Quintanal-Villalonga, Álvaro | Ferrer, Irene | Guruceaga, Elizabeth | Cirauqui, Cristina | Marrugal, Ángela | Ojeda, Laura | García, Santiago | Zugazagoitia, Jon | Muñoz-Galván, Sandra | Lopez-Rios, Fernando | Montuenga, Luis | Vicent, Silvestre | Molina-Pinelo, Sonia | Carnero, Amancio | Paz Ares, Luis Gonzaga CNIO
Fibroblast growth factor receptor (FGFR)1 and FGFR4 have been associated with tumorigenesis in a variety of tumour types. As a therapeutic approach, their inhibition has been attempted in different types of malignancies, including lung cancer, and was initially focused on FGFR1-amplified tumours, though with limited success.
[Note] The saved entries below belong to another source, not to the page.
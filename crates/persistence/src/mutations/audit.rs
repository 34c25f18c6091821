// Copyright (C) 2026 Fred Clausen
// Use of this source code is governed by an MIT-style
// license that can be found in the LICENSE file or at
// https://opensource.org/licenses/MIT.

//! Audit event persistence.

use crate::backend;
use crate::data_models::NewAuditEvent;
use crate::diesel_schema::audit_events;
use crate::error::PersistenceError;
use carbid_audit::AuditEvent;
use diesel::prelude::*;

/// Insert one audit event and return its assigned id.
///
/// # Errors
///
/// Returns an error if the event cannot be serialized or inserted.
pub fn insert_audit_event(
    conn: &mut SqliteConnection,
    event: &AuditEvent,
) -> Result<i64, PersistenceError> {
    let record: NewAuditEvent = NewAuditEvent::from_event(event)?;
    diesel::insert_into(audit_events::table)
        .values(&record)
        .execute(conn)?;
    backend::get_last_insert_rowid(conn)
}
In vitro and in vivo functional assessments of the oncogenic potential of downregulated/overexpressed genes in isogenic cell lines were performed, as well as inhibitor efficacy tests in vitro and in vivo in patient-derived xenografts (PDXs). mRNA was extracted from FFPE non-small cell lung cancer samples to determine the prognostic potential of the genes under study. We provide in vitro and in vivo evidence showing that expression of the adhesion molecule N-cadherin is key for the oncogenic role of FGFR1/4 in non-small cell lung cancer. According to this, assessment of the expression of genes in different lung cancer patient cohorts showed that FGFR1 or FGFR4 expression alone showed no prognostic potential, and that only co-expression of FGFR1 and/or FGFR4 with N-cadherin inferred a poorer outcome. Treatment of high-FGFR1 and/or FGFR4-expressing lung cancer cell lines and patient-derived xenografts with selective FGFR inhibitors showed high efficacy, but only in models with high FGFR1/4 and N-cadherin expression. Our data show that the determination of the expression of FGFR1 or FGFR4 alone is not sufficient to predict anti-FGFR therapy efficacy; complementary determination of N-cadherin expression may further optimise patient selection for this therapeutic strategy.